## [REQUIRED WORK]
Using the data below, report how many lines hold the word "static". Include nothing else in the reply.

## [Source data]
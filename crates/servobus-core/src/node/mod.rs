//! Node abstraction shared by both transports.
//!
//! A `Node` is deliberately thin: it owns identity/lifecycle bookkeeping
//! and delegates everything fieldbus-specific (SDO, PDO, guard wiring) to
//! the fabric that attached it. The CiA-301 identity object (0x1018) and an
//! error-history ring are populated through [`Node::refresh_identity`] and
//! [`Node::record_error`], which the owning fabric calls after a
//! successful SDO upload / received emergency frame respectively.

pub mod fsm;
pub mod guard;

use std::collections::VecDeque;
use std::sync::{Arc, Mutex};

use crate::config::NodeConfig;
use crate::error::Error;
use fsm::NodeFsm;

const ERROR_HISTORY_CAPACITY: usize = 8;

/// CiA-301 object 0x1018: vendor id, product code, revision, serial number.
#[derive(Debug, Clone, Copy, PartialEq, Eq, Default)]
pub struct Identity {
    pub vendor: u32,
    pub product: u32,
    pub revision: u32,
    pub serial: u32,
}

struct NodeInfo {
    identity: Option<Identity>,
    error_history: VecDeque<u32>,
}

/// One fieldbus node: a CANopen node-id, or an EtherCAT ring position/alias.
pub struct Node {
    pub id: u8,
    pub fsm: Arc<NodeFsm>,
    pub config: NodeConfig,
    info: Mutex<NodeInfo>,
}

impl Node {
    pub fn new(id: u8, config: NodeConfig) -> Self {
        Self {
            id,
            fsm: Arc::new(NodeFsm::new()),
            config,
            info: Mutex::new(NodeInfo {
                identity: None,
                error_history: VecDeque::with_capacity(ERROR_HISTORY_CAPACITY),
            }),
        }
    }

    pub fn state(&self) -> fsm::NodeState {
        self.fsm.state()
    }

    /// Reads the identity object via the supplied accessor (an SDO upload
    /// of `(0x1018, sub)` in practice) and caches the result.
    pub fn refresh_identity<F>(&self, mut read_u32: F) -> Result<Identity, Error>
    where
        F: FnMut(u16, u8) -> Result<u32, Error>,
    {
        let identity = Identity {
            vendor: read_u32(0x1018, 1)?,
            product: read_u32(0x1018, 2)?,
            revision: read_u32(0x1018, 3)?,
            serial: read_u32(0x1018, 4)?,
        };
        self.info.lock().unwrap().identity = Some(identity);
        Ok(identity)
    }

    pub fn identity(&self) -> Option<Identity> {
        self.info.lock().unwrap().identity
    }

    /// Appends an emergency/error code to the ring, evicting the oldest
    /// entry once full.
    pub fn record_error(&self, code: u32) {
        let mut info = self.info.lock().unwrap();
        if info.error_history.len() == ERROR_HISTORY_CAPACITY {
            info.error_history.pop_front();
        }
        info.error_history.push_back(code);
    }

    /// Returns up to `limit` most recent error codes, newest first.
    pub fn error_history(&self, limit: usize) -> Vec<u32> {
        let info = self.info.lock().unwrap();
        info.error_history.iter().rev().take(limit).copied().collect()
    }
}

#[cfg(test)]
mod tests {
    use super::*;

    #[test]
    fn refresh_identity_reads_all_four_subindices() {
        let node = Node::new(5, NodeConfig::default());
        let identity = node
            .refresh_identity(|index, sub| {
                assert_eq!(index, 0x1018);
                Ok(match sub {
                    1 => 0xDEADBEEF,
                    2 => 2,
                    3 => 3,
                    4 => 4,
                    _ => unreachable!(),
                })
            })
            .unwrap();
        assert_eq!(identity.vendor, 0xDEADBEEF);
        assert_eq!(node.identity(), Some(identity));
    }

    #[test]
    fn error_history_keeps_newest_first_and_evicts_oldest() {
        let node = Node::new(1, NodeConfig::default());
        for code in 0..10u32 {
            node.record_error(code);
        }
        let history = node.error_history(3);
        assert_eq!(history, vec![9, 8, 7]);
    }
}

...

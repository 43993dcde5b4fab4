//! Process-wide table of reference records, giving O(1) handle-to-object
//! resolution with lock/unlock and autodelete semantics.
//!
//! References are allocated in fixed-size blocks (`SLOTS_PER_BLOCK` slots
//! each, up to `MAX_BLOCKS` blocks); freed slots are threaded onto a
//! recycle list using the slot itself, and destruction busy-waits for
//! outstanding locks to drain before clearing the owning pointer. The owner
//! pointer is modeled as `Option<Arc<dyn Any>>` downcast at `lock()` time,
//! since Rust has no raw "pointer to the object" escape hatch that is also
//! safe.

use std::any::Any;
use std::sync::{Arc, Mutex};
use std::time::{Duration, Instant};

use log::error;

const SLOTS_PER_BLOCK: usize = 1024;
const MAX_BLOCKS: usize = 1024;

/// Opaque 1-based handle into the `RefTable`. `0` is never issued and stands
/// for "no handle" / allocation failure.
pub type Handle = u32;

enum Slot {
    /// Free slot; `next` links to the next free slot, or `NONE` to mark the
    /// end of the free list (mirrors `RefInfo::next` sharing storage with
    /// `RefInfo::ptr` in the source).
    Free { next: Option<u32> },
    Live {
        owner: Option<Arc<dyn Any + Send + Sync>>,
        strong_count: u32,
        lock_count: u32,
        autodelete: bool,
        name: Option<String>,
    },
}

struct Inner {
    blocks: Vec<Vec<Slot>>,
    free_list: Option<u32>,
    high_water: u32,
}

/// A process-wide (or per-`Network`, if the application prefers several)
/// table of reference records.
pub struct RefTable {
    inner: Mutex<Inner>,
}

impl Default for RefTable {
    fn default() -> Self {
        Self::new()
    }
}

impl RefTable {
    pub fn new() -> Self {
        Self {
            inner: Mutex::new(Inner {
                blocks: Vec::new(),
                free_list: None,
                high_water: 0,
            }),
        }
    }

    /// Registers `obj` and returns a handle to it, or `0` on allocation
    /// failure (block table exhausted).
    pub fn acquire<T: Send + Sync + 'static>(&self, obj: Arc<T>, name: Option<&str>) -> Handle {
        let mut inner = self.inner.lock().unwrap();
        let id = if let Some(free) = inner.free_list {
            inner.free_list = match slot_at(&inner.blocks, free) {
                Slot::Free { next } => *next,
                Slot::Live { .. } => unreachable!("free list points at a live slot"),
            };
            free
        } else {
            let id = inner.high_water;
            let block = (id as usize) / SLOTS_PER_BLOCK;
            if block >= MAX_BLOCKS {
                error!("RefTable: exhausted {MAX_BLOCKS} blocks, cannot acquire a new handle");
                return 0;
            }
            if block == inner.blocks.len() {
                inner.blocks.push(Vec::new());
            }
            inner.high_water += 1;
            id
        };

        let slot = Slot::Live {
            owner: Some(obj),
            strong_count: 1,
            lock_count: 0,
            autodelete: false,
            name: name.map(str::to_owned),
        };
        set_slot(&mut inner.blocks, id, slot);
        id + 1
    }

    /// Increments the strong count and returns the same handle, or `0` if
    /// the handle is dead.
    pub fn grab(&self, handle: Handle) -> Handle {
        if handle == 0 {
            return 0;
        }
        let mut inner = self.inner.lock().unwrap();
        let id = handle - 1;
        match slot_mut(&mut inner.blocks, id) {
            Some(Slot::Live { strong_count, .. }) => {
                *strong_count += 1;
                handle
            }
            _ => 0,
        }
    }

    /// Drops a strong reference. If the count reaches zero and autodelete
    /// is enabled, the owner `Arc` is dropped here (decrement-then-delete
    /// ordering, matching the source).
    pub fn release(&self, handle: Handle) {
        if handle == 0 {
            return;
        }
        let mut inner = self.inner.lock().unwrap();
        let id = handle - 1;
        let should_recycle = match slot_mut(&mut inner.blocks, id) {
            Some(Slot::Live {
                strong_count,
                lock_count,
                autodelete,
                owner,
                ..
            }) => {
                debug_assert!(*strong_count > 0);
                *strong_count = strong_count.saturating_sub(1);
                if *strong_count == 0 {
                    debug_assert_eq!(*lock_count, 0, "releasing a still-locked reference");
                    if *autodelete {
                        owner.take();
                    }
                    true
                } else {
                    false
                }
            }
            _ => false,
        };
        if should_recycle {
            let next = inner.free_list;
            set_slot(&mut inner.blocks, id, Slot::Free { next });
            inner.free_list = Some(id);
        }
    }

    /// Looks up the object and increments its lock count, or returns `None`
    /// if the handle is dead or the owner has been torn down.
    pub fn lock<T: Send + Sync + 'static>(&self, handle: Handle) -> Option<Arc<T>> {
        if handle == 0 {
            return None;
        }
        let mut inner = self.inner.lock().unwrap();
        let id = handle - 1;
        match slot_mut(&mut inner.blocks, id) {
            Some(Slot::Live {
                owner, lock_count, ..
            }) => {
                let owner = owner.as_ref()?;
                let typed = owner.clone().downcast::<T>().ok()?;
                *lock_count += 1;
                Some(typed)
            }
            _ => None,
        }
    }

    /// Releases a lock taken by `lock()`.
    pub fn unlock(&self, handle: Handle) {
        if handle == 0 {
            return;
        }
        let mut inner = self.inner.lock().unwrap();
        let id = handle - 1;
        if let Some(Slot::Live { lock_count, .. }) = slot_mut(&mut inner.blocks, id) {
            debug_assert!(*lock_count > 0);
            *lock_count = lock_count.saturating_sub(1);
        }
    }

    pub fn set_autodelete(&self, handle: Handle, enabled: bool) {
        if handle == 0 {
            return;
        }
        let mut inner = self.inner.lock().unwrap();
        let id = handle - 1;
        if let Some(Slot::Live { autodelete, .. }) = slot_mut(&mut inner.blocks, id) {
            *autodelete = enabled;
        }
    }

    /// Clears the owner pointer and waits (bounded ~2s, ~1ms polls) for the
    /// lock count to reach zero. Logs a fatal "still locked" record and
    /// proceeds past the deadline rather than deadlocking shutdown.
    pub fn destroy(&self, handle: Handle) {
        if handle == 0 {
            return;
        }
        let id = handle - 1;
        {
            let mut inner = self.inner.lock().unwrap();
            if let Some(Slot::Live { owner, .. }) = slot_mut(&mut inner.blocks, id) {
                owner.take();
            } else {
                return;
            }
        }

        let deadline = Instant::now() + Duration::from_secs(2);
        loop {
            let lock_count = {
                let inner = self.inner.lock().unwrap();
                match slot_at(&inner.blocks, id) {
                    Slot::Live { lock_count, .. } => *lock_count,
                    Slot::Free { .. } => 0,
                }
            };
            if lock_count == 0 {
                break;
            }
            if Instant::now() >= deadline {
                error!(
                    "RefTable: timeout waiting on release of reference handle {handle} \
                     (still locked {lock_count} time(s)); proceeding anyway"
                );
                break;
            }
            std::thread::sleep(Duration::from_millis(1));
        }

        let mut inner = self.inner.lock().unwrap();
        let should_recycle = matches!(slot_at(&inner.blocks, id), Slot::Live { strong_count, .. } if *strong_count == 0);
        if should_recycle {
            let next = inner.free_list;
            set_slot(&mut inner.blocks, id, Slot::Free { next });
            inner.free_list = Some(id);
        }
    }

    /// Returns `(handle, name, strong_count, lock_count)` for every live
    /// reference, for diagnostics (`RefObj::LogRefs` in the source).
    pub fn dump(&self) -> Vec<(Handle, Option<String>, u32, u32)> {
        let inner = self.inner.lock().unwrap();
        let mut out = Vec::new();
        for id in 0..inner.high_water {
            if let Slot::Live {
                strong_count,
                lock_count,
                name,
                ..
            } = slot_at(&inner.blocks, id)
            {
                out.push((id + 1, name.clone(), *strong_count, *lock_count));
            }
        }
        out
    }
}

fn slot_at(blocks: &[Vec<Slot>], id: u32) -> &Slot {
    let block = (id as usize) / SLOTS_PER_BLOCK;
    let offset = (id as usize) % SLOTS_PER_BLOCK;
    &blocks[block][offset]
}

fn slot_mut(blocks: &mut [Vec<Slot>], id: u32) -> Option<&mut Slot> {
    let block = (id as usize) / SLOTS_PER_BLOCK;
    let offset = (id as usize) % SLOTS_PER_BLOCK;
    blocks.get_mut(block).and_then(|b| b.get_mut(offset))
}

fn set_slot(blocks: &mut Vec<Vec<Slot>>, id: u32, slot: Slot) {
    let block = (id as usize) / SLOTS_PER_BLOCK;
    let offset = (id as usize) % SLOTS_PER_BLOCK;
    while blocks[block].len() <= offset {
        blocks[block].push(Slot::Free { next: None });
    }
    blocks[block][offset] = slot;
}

## [EXPECTED OUTPUT]
2